My youngest is working on her college degree and has no time for matters of love. Or so she says. I have known for over a year now that she is “in love” with a young man that she calls a friend and for whom she quickly denies any other feelings. Yet the mention of his name makes her smile and she loves it when he holds her hand. She has been denying him a kiss for some time now and he is a very patient young man when it comes to my youngest. Tenacious, too. He finally won out this past weekend when she was home from college and got his kiss. Just admitting to the kiss made her blush! He says that he is going to make the trip to see her at college on her birthday and the excitement in her voice is genuine. I do believe that my sweet girl is going to have to admit that she, too, has emotions.

It is hard on a mother to watch her children from a distance as they explore life. Part of being a mother is about protecting your children – and as they grow older, they either do not need or do not want our protection. Our hearts remain vulnerable to their pain and yet there is no longer anything we can do to stop it from happening. All we can do is hold them in our arms and help them to learn from their mistakes when the pain comes.
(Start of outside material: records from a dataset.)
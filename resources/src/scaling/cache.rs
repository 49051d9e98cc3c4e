use std::{sync::Arc, time::Duration};

use chrono::{Local, NaiveDateTime};
use dashmap::DashMap;
use tokio::sync::Mutex;

use crate::{
    objects::{metrics::ExternalMetricValue, trigger::TriggerSpec},
    scaling::scaler::{Scaler, ScalerRegistry},
};

/// One trigger's built scaler plus the health bookkeeping the handler and
/// the fallback formula need.
pub struct BuiltScaler {
    pub trigger: TriggerSpec,
    pub metric_name: String,
    pub scaler: Option<Box<dyn Scaler>>,
    pub build_error: Option<String>,
    pub consecutive_failures: u32,
    pub last_reading: Option<(Vec<ExternalMetricValue>, bool, NaiveDateTime)>,
}

impl BuiltScaler {
    fn broken(trigger: TriggerSpec, metric_name: String, error: String) -> Self {
        BuiltScaler {
            trigger,
            metric_name,
            scaler: None,
            build_error: Some(error),
            consecutive_failures: 0,
            last_reading: None,
        }
    }
}

/// The live state cached for one scalable object: its scalers, built at a
/// known generation, each carrying its own failure count so one broken
/// trigger never blocks the others.
pub struct CacheEntry {
    pub generation: u64,
    pub scalers: Vec<BuiltScaler>,
}

impl CacheEntry {
    fn build(registry: &ScalerRegistry, generation: u64, triggers: &[TriggerSpec]) -> Self {
        let scalers = triggers
            .iter()
            .enumerate()
            .map(|(index, trigger)| {
                let metric_name = trigger.metric_name(index);
                match registry.build(index, trigger) {
                    Ok(scaler) => BuiltScaler {
                        trigger: trigger.clone(),
                        metric_name,
                        scaler: Some(scaler),
                        build_error: None,
                        consecutive_failures: 0,
                        last_reading: None,
                    },
                    Err(e) => BuiltScaler::broken(trigger.clone(), metric_name, e.to_string()),
                }
            })
            .collect();
        CacheEntry { generation, scalers }
    }

    /// Re-attempts any scaler whose factory previously failed, without
    /// disturbing scalers that already built successfully.
    fn retry_broken(&mut self, registry: &ScalerRegistry) {
        for (index, built) in self.scalers.iter_mut().enumerate() {
            if built.scaler.is_none() {
                match registry.build(index, &built.trigger) {
                    Ok(scaler) => {
                        built.scaler = Some(scaler);
                        built.build_error = None;
                    },
                    Err(e) => built.build_error = Some(e.to_string()),
                }
            }
        }
    }

    /// Closes every built scaler, bounding each call at `close_timeout` so
    /// one wedged scaler can't stall the rest of the entry's teardown.
    async fn close_all(&mut self, close_timeout: Duration) {
        for built in &mut self.scalers {
            if let Some(scaler) = &built.scaler {
                match tokio::time::timeout(close_timeout, scaler.close()).await {
                    Ok(Ok(())) => {},
                    Ok(Err(e)) => tracing::warn!("scaler close failed for {}: {:#}", built.metric_name, e),
                    Err(_) => tracing::warn!(
                        "scaler close for {} exceeded {:?}, dropping reference",
                        built.metric_name,
                        close_timeout
                    ),
                }
            }
        }
    }
}

/// The per-call deadline for a scaler invocation: half the `pollingInterval`,
/// floored at 5 seconds so a short interval never starves I/O entirely.
pub fn per_call_timeout(polling_interval_seconds: u64) -> Duration {
    Duration::from_secs((polling_interval_seconds / 2).max(5))
}

/// Process-wide cache keyed by scalable-object identity (`{kind}/{namespace}/{name}`).
/// The outer map is a [`DashMap`] so unrelated keys never contend; each slot
/// carries its own [`Mutex`] guarding an `Option<CacheEntry>`, held across
/// the whole check-then-build-then-store sequence, so concurrent callers
/// for the *same* key during a build simply wait for it instead of both
/// building and both closing the same scalers.
pub struct ScalersCache {
    registry: ScalerRegistry,
    entries: DashMap<String, Arc<Mutex<Option<CacheEntry>>>>,
    close_timeout: Duration,
}

impl ScalersCache {
    pub fn new(registry: ScalerRegistry, close_timeout: Duration) -> Self {
        ScalersCache { registry, entries: DashMap::new(), close_timeout }
    }

    fn slot(&self, key: &str) -> Arc<Mutex<Option<CacheEntry>>> {
        self.entries.entry(key.to_string()).or_insert_with(|| Arc::new(Mutex::new(None))).clone()
    }

    /// Returns the entry for `key`, building or rebuilding it if absent or
    /// if `generation` has moved on since it was built. Constituent
    /// scalers of a stale entry are closed before it is replaced. The
    /// per-key lock is held for the whole check-then-build-then-store
    /// sequence, so a second caller racing the same key blocks on the
    /// first build rather than starting its own.
    pub async fn get_or_build(&self, key: &str, generation: u64, triggers: &[TriggerSpec]) -> Arc<Mutex<Option<CacheEntry>>> {
        let slot = self.slot(key);
        {
            let mut guard = slot.lock().await;
            let stale = match &*guard {
                Some(entry) => entry.generation != generation,
                None => true,
            };
            if stale {
                if let Some(mut old) = guard.take() {
                    old.close_all(self.close_timeout).await;
                }
                *guard = Some(CacheEntry::build(&self.registry, generation, triggers));
            }
        }
        slot
    }

    /// Retries any scaler in `key`'s entry whose factory previously
    /// failed. A no-op if the key has no entry yet.
    pub async fn retry_broken(&self, key: &str) {
        if let Some(entry) = self.entries.get(key) {
            if let Some(ce) = entry.lock().await.as_mut() {
                ce.retry_broken(&self.registry);
            }
        }
    }

    /// Returns the current `consecutive_failures` count for `metric_name`,
    /// used by the handler to decide whether fallback should engage.
    pub async fn consecutive_failures(&self, key: &str, metric_name: &str) -> u32 {
        match self.entries.get(key) {
            Some(entry) => entry
                .lock()
                .await
                .as_ref()
                .and_then(|ce| ce.scalers.iter().find(|b| b.metric_name == metric_name))
                .map(|b| b.consecutive_failures)
                .unwrap_or(0),
            None => 0,
        }
    }

    /// The target value the owning scaler's `MetricSpec` declares for
    /// `metric_name`, used by the fallback formula. `None` if the scaler
    /// never built successfully.
    pub async fn target_value(&self, key: &str, metric_name: &str) -> Option<f64> {
        let entry = self.entries.get(key)?;
        let guard = entry.lock().await;
        let ce = guard.as_ref()?;
        let built = ce.scalers.iter().find(|b| b.metric_name == metric_name)?;
        let scaler = built.scaler.as_ref()?;
        scaler
            .get_metric_spec()
            .into_iter()
            .find(|spec| spec.metric_name == metric_name)
            .map(|spec| spec.target_value)
    }

    /// Overwrites the cached reading for `metric_name` with a synthesized
    /// fallback value, so the external metrics provider serves it
    /// unmodified on the next HPA query without knowing fallback policy
    /// itself.
    pub async fn set_fallback_reading(&self, key: &str, metric_name: &str, value: f64) {
        if let Some(entry) = self.entries.get(key) {
            let mut guard = entry.lock().await;
            if let Some(built) = guard.as_mut().and_then(|ce| ce.scalers.iter_mut().find(|b| b.metric_name == metric_name)) {
                built.last_reading = Some((
                    vec![ExternalMetricValue::new(metric_name, value, Local::now().naive_local())],
                    true,
                    Local::now().naive_local(),
                ));
            }
        }
    }

    /// Reads `metric_name`'s current value and activity, bounding the
    /// scaler call at `call_timeout` (see [`per_call_timeout`]). A timeout
    /// counts as one failure toward the trigger's `failureThreshold`, the
    /// same as any other scaler error.
    pub async fn get_metrics_and_activity_for_scaler(
        &self,
        key: &str,
        metric_name: &str,
        use_cached_within: Option<Duration>,
        call_timeout: Duration,
    ) -> anyhow::Result<(Vec<ExternalMetricValue>, bool)> {
        let entry = self
            .entries
            .get(key)
            .ok_or_else(|| anyhow::anyhow!("no cache entry for {}", key))?
            .clone();
        let mut guard = entry.lock().await;
        let ce = guard.as_mut().ok_or_else(|| anyhow::anyhow!("no cache entry for {}", key))?;
        let built = ce
            .scalers
            .iter_mut()
            .find(|b| b.metric_name == metric_name)
            .ok_or_else(|| anyhow::anyhow!("no scaler serves metric {}", metric_name))?;

        if let Some(window) = use_cached_within {
            if let Some((values, active, at)) = &built.last_reading {
                let age = Local::now().naive_local() - *at;
                if age.to_std().unwrap_or(window) < window {
                    return Ok((values.clone(), *active));
                }
            }
        }

        let scaler = built
            .scaler
            .as_ref()
            .ok_or_else(|| anyhow::anyhow!("scaler for {} failed to build: {:?}", metric_name, built.build_error))?;

        match tokio::time::timeout(call_timeout, scaler.get_metrics_and_activity(metric_name)).await {
            Ok(Ok((values, active))) => {
                built.consecutive_failures = 0;
                built.last_reading = Some((values.clone(), active, Local::now().naive_local()));
                Ok((values, active))
            },
            Ok(Err(e)) => {
                built.consecutive_failures += 1;
                Err(e)
            },
            Err(_) => {
                built.consecutive_failures += 1;
                Err(anyhow::anyhow!("scaler for {} exceeded its {:?} call deadline", metric_name, call_timeout))
            },
        }
    }

    pub async fn delete(&self, key: &str) {
        if let Some((_, entry)) = self.entries.remove(key) {
            if let Some(mut ce) = entry.lock().await.take() {
                ce.close_all(self.close_timeout).await;
            }
        }
    }
}

#[cfg(test)]
mod tests {
    use super::*;
    use std::collections::HashMap;

    fn test_cache() -> ScalersCache {
        ScalersCache::new(ScalerRegistry::with_builtin_scalers(), Duration::from_secs(5))
    }

    fn cron_trigger(desired: &str) -> TriggerSpec {
        let mut metadata = HashMap::new();
        metadata.insert("start".to_string(), "00:00".to_string());
        metadata.insert("end".to_string(), "23:59".to_string());
        metadata.insert("desiredReplicas".to_string(), desired.to_string());
        TriggerSpec { type_: "cron".to_string(), metadata, ..Default::default() }
    }

    #[tokio::test]
    async fn degraded_entry_keeps_working_scalers() {
        let cache = test_cache();
        let triggers = vec![cron_trigger("2"), TriggerSpec { type_: "unregistered".to_string(), ..Default::default() }];
        let entry = cache.get_or_build("scaledobjects/default/orders", 1, &triggers).await;
        let guard = entry.lock().await;
        let ce = guard.as_ref().unwrap();
        assert!(ce.scalers[0].scaler.is_some());
        assert!(ce.scalers[1].scaler.is_none());
    }

    #[tokio::test]
    async fn generation_change_rebuilds_entry() {
        let cache = test_cache();
        let triggers = vec![cron_trigger("2")];
        cache.get_or_build("scaledobjects/default/orders", 1, &triggers).await;
        let second = cache.get_or_build("scaledobjects/default/orders", 2, &triggers).await;
        assert_eq!(second.lock().await.as_ref().unwrap().generation, 2);
    }

    #[tokio::test]
    async fn metrics_are_routed_to_the_owning_scaler() {
        let cache = test_cache();
        let triggers = vec![cron_trigger("5")];
        let key = "scaledobjects/default/orders";
        cache.get_or_build(key, 1, &triggers).await;
        let metric_name = triggers[0].metric_name(0);
        let (values, active) = cache
            .get_metrics_and_activity_for_scaler(key, &metric_name, None, Duration::from_secs(5))
            .await
            .unwrap();
        assert!(active);
        assert_eq!(values[0].value, 5.0);
    }

    #[tokio::test]
    async fn concurrent_builds_for_the_same_key_serialize() {
        let cache = Arc::new(test_cache());
        let triggers = vec![cron_trigger("2")];
        let key = "scaledobjects/default/orders";

        let (a, b) = tokio::join!(
            cache.get_or_build(key, 1, &triggers),
            cache.get_or_build(key, 1, &triggers),
        );
        assert!(Arc::ptr_eq(&a, &b));
    }

    #[test]
    fn per_call_timeout_floors_at_five_seconds() {
        assert_eq!(per_call_timeout(4), Duration::from_secs(5));
        assert_eq!(per_call_timeout(30), Duration::from_secs(15));
    }
}
use std::{collections::HashMap, sync::Arc, time::Duration};

use anyhow::{Context, Result};
use futures_util::future::BoxFuture;
use reflector::{Reflector, ReflectorNotification};
use tokio::{
    net::TcpStream,
    sync::{mpsc, RwLock},
};
use tokio_tungstenite::{MaybeTlsStream, WebSocketStream};

use crate::objects::Object;

mod reflector;

pub type WsStream = WebSocketStream<MaybeTlsStream<TcpStream>>;

/// The in-memory mirror of a resource collection, keyed by `{namespace}/{name}`.
/// A `tokio::sync::RwLock` rather than `DashMap` because readers need to
/// observe a whole consistent snapshot across the `get` calls a reconcile
/// tick makes, not just per-key atomicity.
pub type Store<T> = Arc<RwLock<HashMap<String, T>>>;

pub type CLS<ARG, RES> = Box<dyn Fn(ARG) -> BoxFuture<'static, Result<RES>> + Send + Sync>;

pub struct ListerWatcher<T> {
    pub lister: CLS<(), Vec<T>>,
    pub watcher: CLS<(), WsStream>,
}

pub struct EventHandler<T> {
    pub add_cls: CLS<T, ()>,
    pub update_cls: CLS<(T, T), ()>,
    pub delete_cls: CLS<T, ()>,
}

pub struct ResyncHandler(pub CLS<(), ()>);

const RECONNECT_BACKOFF: Duration = Duration::from_secs(2);
const RESYNC_PERIOD: Duration = Duration::from_secs(30);

/// Lists then watches one resource collection, feeding an [`EventHandler`]
/// and periodically firing a [`ResyncHandler`] so callers can re-derive
/// state even when no individual watch event arrived (e.g. a
/// `pollingInterval` tick that should re-examine every object, not just
/// changed ones).
pub struct Informer<T: Object> {
    reflector: Arc<Reflector<T>>,
    eh: EventHandler<T>,
    rh: ResyncHandler,
    store: Store<T>,
}

impl<T: Object> Informer<T> {
    pub fn new(lw: ListerWatcher<T>, eh: EventHandler<T>, rh: ResyncHandler) -> Self {
        let store: Store<T> = Arc::new(RwLock::new(HashMap::new()));
        let reflector = Reflector { lw, store: store.clone() };
        Self {
            reflector: Arc::new(reflector),
            eh,
            rh,
            store,
        }
    }

    pub fn get_store(&self) -> Store<T> {
        self.store.clone()
    }

    pub async fn run(self) -> Result<()> {
        let (tx, mut rx) = mpsc::channel::<ReflectorNotification<T>>(16);
        let reflector = self.reflector.clone();
        let reflector_handle = tokio::spawn(async move {
            loop {
                if let Err(e) = reflector.run(tx.clone()).await {
                    tracing::warn!("informer watch disconnected, reconnecting: {:#}", e);
                    tokio::time::sleep(RECONNECT_BACKOFF).await;
                    continue;
                }
                return Ok::<(), anyhow::Error>(());
            }
        });

        let rh = self.rh;
        let resync_handle = tokio::spawn(async move {
            let mut interval = tokio::time::interval(RESYNC_PERIOD);
            interval.tick().await; // first tick fires immediately, skip it
            loop {
                interval.tick().await;
                if let Err(e) = (rh.0)(()).await {
                    tracing::error!("resync handler failed: {:#}", e);
                }
            }
        });

        tracing::info!("informer for {} started", T::kind());

        while let Some(n) = rx.recv().await {
            match n {
                ReflectorNotification::Add(new) => {
                    (self.eh.add_cls)(new).await.with_context(|| "add handler error")?;
                },
                ReflectorNotification::Update(old, new) => {
                    (self.eh.update_cls)((old, new)).await.with_context(|| "update handler error")?;
                },
                ReflectorNotification::Delete(old) => {
                    (self.eh.delete_cls)(old).await.with_context(|| "delete handler error")?;
                },
            }
        }

        resync_handle.abort();
        reflector_handle.await?
    }
}
use serde::{Deserialize, Serialize};
use strum::Display;

use crate::objects::Metadata;

#[derive(Debug, Serialize, Deserialize, Clone, Copy, PartialEq, Eq, Display)]
pub enum JobPhase {
    Pending,
    Running,
    Succeeded,
    Failed,
}

/// The workload a `ScaledJob` stamps out per unit of work. Only carries
/// enough shape for the reconciler to count active/succeeded/failed
/// instances and garbage-collect by owner reference -- the actual
/// container spec is opaque, copied verbatim from `JobTargetRef.template`.
#[derive(Debug, Serialize, Deserialize, Clone, Default)]
#[serde(rename_all = "camelCase", default)]
pub struct JobSpec {
    pub template: serde_json::Value,
    pub back_off_limit: u32,
}

#[derive(Debug, Serialize, Deserialize, Clone, Default)]
#[serde(rename_all = "camelCase", default)]
pub struct JobStatus {
    pub phase: Option<JobPhase>,
}

#[derive(Debug, Serialize, Deserialize, Clone)]
pub struct Job {
    pub metadata: Metadata,
    pub spec: JobSpec,
    #[serde(default)]
    pub status: JobStatus,
}

impl Job {
    pub fn is_active(&self) -> bool {
        matches!(self.status.phase, None | Some(JobPhase::Pending) | Some(JobPhase::Running))
    }
}

impl super::Object for Job {
    fn kind() -> &'static str {
        "jobs"
    }

    fn metadata(&self) -> &Metadata {
        &self.metadata
    }
}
There is a bright spot to this, also!! We, as their mothers, also get to experience, albeit vicariously, the joy of their explorations of life, the exhilaration of new “finds”, and the adventure of new experiences. I am blessed because my daughters do share their lives with me – the good and the bad – and we are able to laugh and cry as appropriate together. My heart soars over their new achievements and their new discoveries. This is the reward for the pain. This is the triumph for the sacrifice.
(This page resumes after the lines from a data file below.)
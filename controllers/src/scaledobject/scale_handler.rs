use std::collections::HashMap;

use chrono::{Duration, Local, NaiveDateTime};
use resources::{
    objects::{
        object_reference::ObjectReference,
        scaled_object::{Fallback, FallbackBehavior, ScaledObject},
        trigger::MetricType,
    },
    scaling::{
        cache::{per_call_timeout, ScalersCache},
        executor::{ScaleDecision, ScaleExecutor},
        scaler::ScalerRegistry,
        target_resolver::TargetResolver,
    },
};
use tokio::sync::RwLock;

/// Per-object ScaleLoop state and the cache/executor it drives. One
/// `ScaleHandler` is shared by every ScaleLoop task; per-object state
/// lives in `last_active_time`, keyed the same way as the cache.
pub struct ScaleHandler {
    cache: ScalersCache,
    resolver: TargetResolver,
    last_active_time: RwLock<HashMap<String, NaiveDateTime>>,
}

fn cache_key(object: &ScaledObject) -> String {
    format!("scaledobjects/{}/{}", object.metadata.namespace, object.metadata.name)
}

/// Applies the fallback formula when a trigger's consecutive
/// failures have crossed `fallback.failure_threshold`. Only meaningful
/// for `AverageValue` metrics; other metric types simply surface the
/// error untouched.
fn fallback_value(fallback: &Fallback, current_replicas: u32, target_value: f64) -> f64 {
    let replicas = match fallback.behavior {
        FallbackBehavior::Static => fallback.replicas,
        FallbackBehavior::CurrentReplicas => current_replicas,
        FallbackBehavior::CurrentReplicasIfHigher => current_replicas.max(fallback.replicas),
        FallbackBehavior::CurrentReplicasIfLower => current_replicas.min(fallback.replicas),
    };
    replicas as f64 * target_value
}

pub struct TickOutcome {
    pub is_active: bool,
    pub fallback_engaged: bool,
    pub decision: ScaleDecision,
}

impl ScaleHandler {
    pub fn new(resolver: TargetResolver, registry: ScalerRegistry, scaler_close_timeout: std::time::Duration) -> Self {
        ScaleHandler {
            cache: ScalersCache::new(registry, scaler_close_timeout),
            resolver,
            last_active_time: RwLock::new(HashMap::new()),
        }
    }

    pub async fn delete(&self, object: &ScaledObject) {
        self.cache.delete(&cache_key(object)).await;
        self.last_active_time.write().await.remove(&cache_key(object));
    }

    /// One ScaleLoop tick: polls every trigger's scaler, applies fallback
    /// to triggers that have exceeded their failure threshold, derives
    /// activity, and hands the from-zero/to-zero decision to the executor.
    pub async fn tick(&self, object: &ScaledObject, current_replicas: u32) -> anyhow::Result<TickOutcome> {
        let key = cache_key(object);
        self.cache
            .get_or_build(&key, object.metadata.generation, &object.spec.triggers)
            .await;

        let mut any_active = false;
        let mut fallback_engaged = false;

        for (index, trigger) in object.spec.triggers.iter().enumerate() {
            let metric_name = trigger.metric_name(index);
            let use_cached = trigger
                .use_cached_metrics
                .then(|| std::time::Duration::from_secs(object.spec.polling_interval));
            let call_timeout = per_call_timeout(object.spec.polling_interval);

            match self.cache.get_metrics_and_activity_for_scaler(&key, &metric_name, use_cached, call_timeout).await {
                Ok((_, active)) => any_active |= active,
                Err(e) => {
                    tracing::debug!("scaler {} errored this tick: {:#}", metric_name, e);
                    if let Some(fallback) = &object.spec.fallback {
                        let failures = self.cache.consecutive_failures(&key, &metric_name).await;
                        if trigger.effective_metric_type() == MetricType::AverageValue && failures >= fallback.failure_threshold {
                            let target_value = self.cache.target_value(&key, &metric_name).await.unwrap_or(1.0);
                            let value = fallback_value(fallback, current_replicas, target_value);
                            self.cache.set_fallback_reading(&key, &metric_name, value).await;
                            fallback_engaged = true;
                            any_active = true;
                        }
                    }
                },
            }
        }

        let now = Local::now().naive_local();
        let mut last_active = self.last_active_time.write().await;
        if any_active {
            last_active.insert(key.clone(), now);
        }
        let last_active_time = last_active.get(&key).copied();
        drop(last_active);

        let decision = ScaleExecutor::decide(
            current_replicas,
            any_active,
            last_active_time,
            now,
            object.spec.min_replica_count,
            object.spec.idle_replica_count,
            Duration::seconds(object.spec.cooldown_period as i64),
        );

        if decision != ScaleDecision::NoOp {
            let executor = ScaleExecutor::new(&self.resolver);
            executor.apply(&object.spec.scale_target_ref, decision).await?;
        }

        Ok(TickOutcome { is_active: any_active, fallback_engaged, decision })
    }

    pub async fn get_scale(&self, target: &ObjectReference) -> anyhow::Result<u32> {
        Ok(self.resolver.get_scale(target).await.map(|s| s.current_replicas)?)
    }

    /// Drives the scale target to a fixed replica count while the owning
    /// object is paused, independent of the (stopped) scale loop.
    pub async fn set_paused_replicas(&self, target: &ObjectReference, replicas: u32) -> anyhow::Result<()> {
        Ok(self.resolver.set_replicas(target, replicas).await?)
    }

    pub async fn cache_target_value(&self, object: &ScaledObject, metric_name: &str) -> Option<f64> {
        self.cache.target_value(&cache_key(object), metric_name).await
    }
}

#[cfg(test)]
mod tests {
    use super::*;

    #[test]
    fn static_fallback_uses_configured_replicas() {
        let fallback = Fallback { failure_threshold: 3, replicas: 4, behavior: FallbackBehavior::Static };
        assert_eq!(fallback_value(&fallback, 1, 5.0), 20.0);
    }

    #[test]
    fn current_replicas_if_higher_picks_the_max() {
        let fallback = Fallback { failure_threshold: 3, replicas: 2, behavior: FallbackBehavior::CurrentReplicasIfHigher };
        assert_eq!(fallback_value(&fallback, 5, 1.0), 5.0);
        assert_eq!(fallback_value(&fallback, 1, 1.0), 2.0);
    }

    #[test]
    fn current_replicas_if_lower_picks_the_min() {
        let fallback = Fallback { failure_threshold: 3, replicas: 2, behavior: FallbackBehavior::CurrentReplicasIfLower };
        assert_eq!(fallback_value(&fallback, 5, 1.0), 2.0);
        assert_eq!(fallback_value(&fallback, 1, 1.0), 1.0);
    }
}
I am so happy to be a mother. I am truly blessed with two wonderful young women with whom I can share this amazing life!

Tuesday, January 06, 2009

Darkness of Senseless Death

Nothing good ever comes from the phone ringing after midnight.

The week before Christmas, our phone rang and dread filled my veins. The near hysterical voice on the other end of the line informed me that a friend’s son had been killed in a motorcycle accident. To make matters worse, this was her only son, her only child, with whom she was very close. We are also friends with other members of the family and their suffering has been very difficult. I have struggled with feelings of helplessness as I watch and can do nothing to ease their pain. Additionally, his best friend killed in the accident.
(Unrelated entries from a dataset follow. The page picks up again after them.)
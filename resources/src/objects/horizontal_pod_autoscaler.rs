use chrono::NaiveDateTime;
use serde::{Deserialize, Serialize};

use crate::objects::{object_reference::ObjectReference, trigger::MetricType, Metadata};

/// The external-metric reference an owned HPA scales against. The actual
/// scale-velocity/stabilization-window math is the Kubernetes-native HPA
/// controller's job; this core only ever generates and owns this object,
/// it never evaluates it.
#[derive(Debug, Serialize, Deserialize, Clone)]
#[serde(rename_all = "camelCase")]
pub struct ExternalMetricSource {
    pub metric_name: String,
    pub target_value: f64,
    pub metric_type: MetricType,
}

#[derive(Debug, Serialize, Deserialize, Clone)]
#[serde(rename_all = "camelCase", default)]
pub struct HorizontalPodAutoscalerSpec {
    pub scale_target_ref: ObjectReference,
    pub min_replicas: u32,
    pub max_replicas: u32,
    pub metrics: Vec<ExternalMetricSource>,
}

impl Default for HorizontalPodAutoscalerSpec {
    fn default() -> Self {
        HorizontalPodAutoscalerSpec {
            scale_target_ref: ObjectReference::default(),
            min_replicas: 1,
            max_replicas: 1,
            metrics: Vec::new(),
        }
    }
}

#[derive(Debug, Serialize, Deserialize, Clone, Default)]
#[serde(rename_all = "camelCase", default)]
pub struct HorizontalPodAutoscalerStatus {
    pub desired_replicas: u32,
    pub current_replicas: u32,
    pub last_scale_time: Option<NaiveDateTime>,
}

#[derive(Debug, Serialize, Deserialize, Clone)]
pub struct HorizontalPodAutoscaler {
    pub metadata: Metadata,
    pub spec: HorizontalPodAutoscalerSpec,
    #[serde(default)]
    pub status: HorizontalPodAutoscalerStatus,
}

impl HorizontalPodAutoscaler {
    /// Builds the HPA this core owns for a given ScaledObject, carrying a
    /// controller owner reference so garbage collection is automatic when
    /// the ScaledObject is deleted.
    pub fn for_scaled_object(
        scaled_object_name: &str,
        namespace: &str,
        scale_target_ref: ObjectReference,
        min_replicas: u32,
        max_replicas: u32,
        metrics: Vec<ExternalMetricSource>,
    ) -> Self {
        let mut metadata = Metadata {
            name: format!("keda-hpa-{}", scaled_object_name),
            namespace: namespace.to_string(),
            ..Default::default()
        };
        metadata.owner_references.push(ObjectReference {
            kind: "ScaledObject".to_string(),
            name: scaled_object_name.to_string(),
            namespace: namespace.to_string(),
            api_version: "keda.sh/v1alpha1".to_string(),
        });
        HorizontalPodAutoscaler {
            metadata,
            spec: HorizontalPodAutoscalerSpec {
                scale_target_ref,
                min_replicas,
                max_replicas,
                metrics,
            },
            status: HorizontalPodAutoscalerStatus::default(),
        }
    }

    /// Whether regenerating the HPA spec for the current ScaledObject
    /// generation would differ from what's live, so the reconciler only
    /// patches on real change.
    pub fn spec_differs(&self, other: &HorizontalPodAutoscalerSpec) -> bool {
        self.spec.min_replicas != other.min_replicas
            || self.spec.max_replicas != other.max_replicas
            || self.spec.scale_target_ref != other.scale_target_ref
            || self.spec.metrics.len() != other.metrics.len()
            || self
                .spec
                .metrics
                .iter()
                .zip(other.metrics.iter())
                .any(|(a, b)| a.metric_name != b.metric_name || a.target_value != b.target_value)
    }
}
Could it get worse than this? Never ask that question.

It seems there were quite a few witnesses to the accident, since the two were riding with a group. The investigation into the accident is not complete; however, it looks as if it may not have been quite so much an accident as poor judgment made with malicious intent. Apparently there was a verbal altercation which ended in a high speed chase and the decision to put a very large obstacle in the path of these two young men, making it impossible for them to stop in time to avoid the collision.

I cannot imagine the pain that our friends feel. I have children and when I think of losing either of them, my heart leaps with panic. I push the thoughts swiftly from my mind in order to avoid a deeper, consuming fear. To deal with those emotions in reality – the loss, the pain, the raw emptiness – I can only imagine would be unbearable.

Yet, every one of them gets up each morning and pushes on. The mother has managed to push through each day since her loss with dignity. Her heart continues to break, I am sure, yet she has not given up. She understands how much her son loved life and to give up would be an insult to his memory. I admire her strength and her tenacity. I pray that she has a strong support system for the times when she feels weak and wishes to withdraw. I hope that she has close relationships with those who will be willing to smile with her and even laugh when others might find it “inappropriate.” My heart goes out to her with a wish that she be able to find peace of mind, joy in the celebration of her son’s life, and the ability to recover the beauty of her own existence.